- _Exercise directions_:
Line for line, the listing below is to be transcribed exactly.

- _Task material_:
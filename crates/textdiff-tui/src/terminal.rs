//! Terminal setup and restore
//!
//! The terminal is restored when the guard drops, including on early `?`
//! returns during setup. A panic hook restores it before the panic message
//! is printed so the message is readable.

use ratatui::crossterm::{
    cursor::Show,
    event::{DisableBracketedPaste, EnableBracketedPaste},
    execute,
    terminal::{disable_raw_mode, enable_raw_mode, EnterAlternateScreen, LeaveAlternateScreen},
};
use std::io;
use std::sync::Once;

/// Keeps the terminal in raw mode on the alternate screen while alive
pub struct TerminalGuard {
    _private: (),
}

impl TerminalGuard {
    /// Enter raw mode, the alternate screen and bracketed paste
    pub fn enter() -> io::Result<Self> {
        install_panic_hook();

        enable_raw_mode()?;
        // From here on, dropping the guard undoes whatever succeeded
        let guard = Self { _private: () };
        execute!(io::stdout(), EnterAlternateScreen, EnableBracketedPaste)?;
        Ok(guard)
    }
}

impl Drop for TerminalGuard {
    fn drop(&mut self) {
        restore();
    }
}

fn install_panic_hook() {
    static HOOK: Once = Once::new();
    HOOK.call_once(|| {
        let previous = std::panic::take_hook();
        std::panic::set_hook(Box::new(move |info| {
            restore();
            previous(info);
        }));
    });
}

/// Best-effort restore; errors are ignored since there is nothing left to do
fn restore() {
    let mut stdout = io::stdout();
    let _ = disable_raw_mode();
    let _ = execute!(stdout, DisableBracketedPaste, LeaveAlternateScreen, Show);
}

#[cfg(test)]
mod tests {
    use super::*;

    #[test]
    fn test_restore_is_idempotent() {
        // Safe to call without a prior setup and more than once
        restore();
        restore();
    }
}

- _Problem solution_:
filename crates/textdiff-tui/src/terminal.rs
//! Terminal setup and restore
//!
//! The terminal is restored when the guard drops, including on early `?`
//! returns during setup. A panic hook restores it before the panic message
//! is printed so the message is readable.

use ratatui::crossterm::{
    cursor::Show,
    event::{DisableBracketedPaste, EnableBracketedPaste},
    execute,
    terminal::{disable_raw_mode, enable_raw_mode, EnterAlternateScreen, LeaveAlternateScreen},
};
use std::io;
use std::sync::Once;

/// Keeps the terminal in raw mode on the alternate screen while alive
pub struct TerminalGuard {
    _private: (),
}

impl TerminalGuard {
    /// Enter raw mode, the alternate screen and bracketed paste
    pub fn enter() -> io::Result<Self> {
        install_panic_hook();

        enable_raw_mode()?;
        // From here on, dropping the guard undoes whatever succeeded
        let guard = Self { _private: () };
        execute!(io::stdout(), EnterAlternateScreen, EnableBracketedPaste)?;
        Ok(guard)
    }
}

impl Drop for TerminalGuard {
    fn drop(&mut self) {
        restore();
    }
}

fn install_panic_hook() {
    static HOOK: Once = Once::new();
    HOOK.call_once(|| {
        let previous = std::panic::take_hook();
        std::panic::set_hook(Box::new(move |info| {
            restore();
            previous(info);
        }));
    });
}

/// Best-effort restore; errors are ignored since there is nothing left to do
fn restore() {
    let mut stdout = io::stdout();
    let _ = disable_raw_mode();
    let _ = execute!(stdout, DisableBracketedPaste, LeaveAlternateScreen, Show);
}

#[cfg(test)]
mod tests {
    use super::*;

    #[test]
    fn test_restore_is_idempotent() {
        // Safe to call without a prior setup and more than once
        restore();
        restore();
    }
}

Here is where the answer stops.